The album thrives on understatement and unorthodox choices. On “Strumming,” Muthspiel likens his role to a ride cymbal, using percussive guitar textures while Colley’s bowed bass takes the melodic lead. Blade’s climactic coda is a slow-building percussive crescendo, eschewing a typical mid-song solo. In “Roll,” Muthspiel plays Jaco Pastorius-like basslines on guitar while Colley’s bass functions like a horn section—an arrangement inspired by both Keith Jarrett vamps and Weather Report grooves. That fusion spirit surfaces again on “Christa’s Dream,” where Muthspiel sprinkles brief synthesizer-guitar textures reminiscent of Joe Zawinul.
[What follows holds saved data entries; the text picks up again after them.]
//! Authoritative table of processing instances, keyed by id.
//!
//! All mutations go through the registry so health-change observers see a
//! consistent total order; readers get copy-out snapshots rather than live
//! references into the table.

use chrono::{DateTime, Utc};
use core_common::{HealthStatus, InstanceMetrics, InstanceStatus};
use dashmap::DashMap;
use parking_lot::RwLock;
use std::sync::Arc;
use tracing::info;

/// One entry in the registry. Cheap to clone (`Arc`-backed internals);
/// `snapshot()` is the copy-out view handed to callers outside the registry.
pub struct Instance {
    pub id: String,
    pub health_endpoint: Option<String>,
    pub created_at: DateTime<Utc>,
    status: RwLock<InstanceStatus>,
    health: RwLock<HealthStatus>,
    metrics: RwLock<InstanceMetrics>,
}

impl Instance {
    fn new(id: String, health_endpoint: Option<String>) -> Self {
        Self {
            id,
            health_endpoint,
            created_at: Utc::now(),
            status: RwLock::new(InstanceStatus::Starting),
            health: RwLock::new(HealthStatus::Unknown),
            metrics: RwLock::new(InstanceMetrics::default()),
        }
    }

    pub fn status(&self) -> InstanceStatus {
        *self.status.read()
    }

    pub fn health(&self) -> HealthStatus {
        *self.health.read()
    }

    pub fn metrics(&self) -> InstanceMetrics {
        self.metrics.read().clone()
    }

    pub fn snapshot(&self) -> InstanceSnapshot {
        InstanceSnapshot {
            id: self.id.clone(),
            health_endpoint: self.health_endpoint.clone(),
            created_at: self.created_at,
            status: self.status(),
            health: self.health(),
            metrics: self.metrics(),
        }
    }

    pub fn is_running_and_healthy(&self) -> bool {
        self.status() == InstanceStatus::Running && self.health() == HealthStatus::Healthy
    }
}

#[derive(Debug, Clone, serde::Serialize)]
#[serde(rename_all = "camelCase")]
pub struct InstanceSnapshot {
    pub id: String,
    pub health_endpoint: Option<String>,
    pub created_at: DateTime<Utc>,
    pub status: InstanceStatus,
    pub health: HealthStatus,
    pub metrics: InstanceMetrics,
}

pub trait HealthChangeObserver: Send + Sync {
    fn on_health_changed(&self, instance_id: &str, old: HealthStatus, new: HealthStatus);
}

#[derive(Debug, Clone, PartialEq, Eq)]
pub enum RegistryError {
    NotFound(String),
}

impl std::fmt::Display for RegistryError {
    fn fmt(&self, f: &mut std::fmt::Formatter<'_>) -> std::fmt::Result {
        match self {
            RegistryError::NotFound(id) => write!(f, "instance not found: {id}"),
        }
    }
}
impl std::error::Error for RegistryError {}

pub struct InstanceRegistry {
    instances: DashMap<String, Arc<Instance>>,
    health_observers: RwLock<Vec<Arc<dyn HealthChangeObserver>>>,
}

impl InstanceRegistry {
    pub fn new() -> Self {
        Self {
            instances: DashMap::new(),
            health_observers: RwLock::new(Vec::new()),
        }
    }

    pub fn on_health_changed(&self, observer: Arc<dyn HealthChangeObserver>) {
        self.health_observers.write().push(observer);
    }

    pub fn create(&self, id: impl Into<String>, health_endpoint: Option<String>) -> Arc<Instance> {
        let id = id.into();
        let instance = Arc::new(Instance::new(id.clone(), health_endpoint));
        self.instances.insert(id.clone(), instance.clone());
        info!(instance_id = %id, "instance created");
        instance
    }

    pub fn start(&self, id: &str) -> Result<(), RegistryError> {
        let instance = self.get(id).ok_or_else(|| RegistryError::NotFound(id.to_string()))?;
        *instance.status.write() = InstanceStatus::Running;
        info!(instance_id = %id, "instance started");
        Ok(())
    }

    pub fn drain(&self, id: &str) -> Result<(), RegistryError> {
        let instance = self.get(id).ok_or_else(|| RegistryError::NotFound(id.to_string()))?;
        *instance.status.write() = InstanceStatus::Draining;
        info!(instance_id = %id, "instance draining");
        Ok(())
    }

    pub fn stop(&self, id: &str) -> Result<(), RegistryError> {
        let instance = self.get(id).ok_or_else(|| RegistryError::NotFound(id.to_string()))?;
        *instance.status.write() = InstanceStatus::Stopped;
        info!(instance_id = %id, "instance stopped");
        Ok(())
    }

    pub fn remove(&self, id: &str) -> Result<(), RegistryError> {
        self.instances
            .remove(id)
            .map(|_| ())
            .ok_or_else(|| RegistryError::NotFound(id.to_string()))?;
        info!(instance_id = %id, "instance removed");
        Ok(())
    }

    pub fn get(&self, id: &str) -> Option<Arc<Instance>> {
        self.instances.get(id).map(|e| e.value().clone())
    }

    pub fn list(&self) -> Vec<Arc<Instance>> {
        self.instances.iter().map(|e| e.value().clone()).collect()
    }

    pub fn running_and_healthy(&self) -> Vec<Arc<Instance>> {
        self.instances
            .iter()
            .filter(|e| e.value().is_running_and_healthy())
            .map(|e| e.value().clone())
            .collect()
    }

    pub fn update_health(&self, id: &str, new_health: HealthStatus) -> Result<(), RegistryError> {
        let instance = self.get(id).ok_or_else(|| RegistryError::NotFound(id.to_string()))?;
        let old_health = {
            let mut guard = instance.health.write();
            let old = *guard;
            *guard = new_health;
            old
        };
        if old_health != new_health {
            info!(instance_id = %id, ?old_health, ?new_health, "instance health changed");
            for observer in self.health_observers.read().iter() {
                observer.on_health_changed(id, old_health, new_health);
            }
        }
        Ok(())
    }

    pub fn update_metrics(&self, id: &str, metrics: InstanceMetrics) -> Result<(), RegistryError> {
        let instance = self.get(id).ok_or_else(|| RegistryError::NotFound(id.to_string()))?;
        *instance.metrics.write() = metrics;
        Ok(())
    }

    pub fn len(&self) -> usize {
        self.instances.len()
    }

    pub fn is_empty(&self) -> bool {
        self.instances.is_empty()
    }
}

impl Default for InstanceRegistry {
    fn default() -> Self {
        Self::new()
    }
}

#[cfg(test)]
mod tests {
    use super::*;
    use std::sync::atomic::{AtomicUsize, Ordering};

    struct CountingObserver(Arc<AtomicUsize>);
    impl HealthChangeObserver for CountingObserver {
        fn on_health_changed(&self, _id: &str, _old: HealthStatus, _new: HealthStatus) {
            self.0.fetch_add(1, Ordering::SeqCst);
        }
    }

    #[test]
    fn create_start_drives_through_lifecycle() {
        let registry = InstanceRegistry::new();
        registry.create("i-1", None);
        assert_eq!(registry.get("i-1").unwrap().status(), InstanceStatus::Starting);
        registry.start("i-1").unwrap();
        assert_eq!(registry.get("i-1").unwrap().status(), InstanceStatus::Running);
        registry.drain("i-1").unwrap();
        assert_eq!(registry.get("i-1").unwrap().status(), InstanceStatus::Draining);
        registry.stop("i-1").unwrap();
        assert_eq!(registry.get("i-1").unwrap().status(), InstanceStatus::Stopped);
        registry.remove("i-1").unwrap();
        assert!(registry.get("i-1").is_none());
    }

    #[test]
    fn update_health_fires_observer_only_on_change() {
        let registry = InstanceRegistry::new();
        let counter = Arc::new(AtomicUsize::new(0));
        registry.on_health_changed(Arc::new(CountingObserver(counter.clone())));
        registry.create("i-1", None);

        registry.update_health("i-1", HealthStatus::Healthy).unwrap();
        assert_eq!(counter.load(Ordering::SeqCst), 1);

        registry.update_health("i-1", HealthStatus::Healthy).unwrap();
        assert_eq!(counter.load(Ordering::SeqCst), 1, "no-op transition must not notify");

        registry.update_health("i-1", HealthStatus::Unhealthy).unwrap();
        assert_eq!(counter.load(Ordering::SeqCst), 2);
    }

    #[test]
    fn running_and_healthy_filters_correctly() {
        let registry = InstanceRegistry::new();
        registry.create("i-1", None);
        registry.start("i-1").unwrap();
        registry.update_health("i-1", HealthStatus::Healthy).unwrap();

        registry.create("i-2", None);
        registry.start("i-2").unwrap();
        registry.update_health("i-2", HealthStatus::Degraded).unwrap();

        let candidates = registry.running_and_healthy();
        assert_eq!(candidates.len(), 1);
        assert_eq!(candidates[0].id, "i-1");
    }

    #[test]
    fn operations_on_unknown_instance_error() {
        let registry = InstanceRegistry::new();
        assert_eq!(registry.start("ghost"), Err(RegistryError::NotFound("ghost".to_string())));
    }
}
The inspirations behind these compositions are as varied as their sound worlds. The folk-tinged “Strumming” recalls the simplicity of Bob Dylan and Leonard Cohen, while “Traversia,” written during a hike along the Camino de Santiago, carries a modal design that Muthspiel associates more with Olivier Messiaen than with traditional jazz harmony. A children’s guitar used during its composition led him to adopt a higher tuning, lending the piece a Renaissance, lute-like color.

Homages and History

Muthspiel’s humor and reverence for jazz history surface in the punned title “Weill You Wait,” a direct homage to composer Kurt Weill. Drawing on Lotte Lenya’s uniquely sharp interpretations, the trio performs the piece with deliberate edge rather than sentimentality. The closing track, Paul Motian’s “Abacus”, ties the album to ECM’s deep jazz lineage, creating a circular narrative with the opener’s nod to Keith Jarrett.

Captured in Tokyo, Shaped in Munich

Recorded in Tokyo in October 2024 and mixed in Munich in February 2025 by ECM founder Manfred Eicher, the album’s sound reflects the label’s signature clarity and atmosphere. It’s the kind of project that could only be made by a “working band”—one that has lived inside the music long enough to know when to push, when to yield, and when to simply let a moment breathe.

In Tokyo, Muthspiel, Colley, and Blade offer more than a set of tunes—they deliver a seamless narrative where every note feels both spontaneous and inevitable. It’s chamber jazz, folk poetry, electric groove, and improvisational telepathy all in one.

When the trio takes the stage—or the studio—there’s no hierarchy, only three voices speaking as one. And in Tokyo, that voice is as eloquent and adventurous as it has ever been.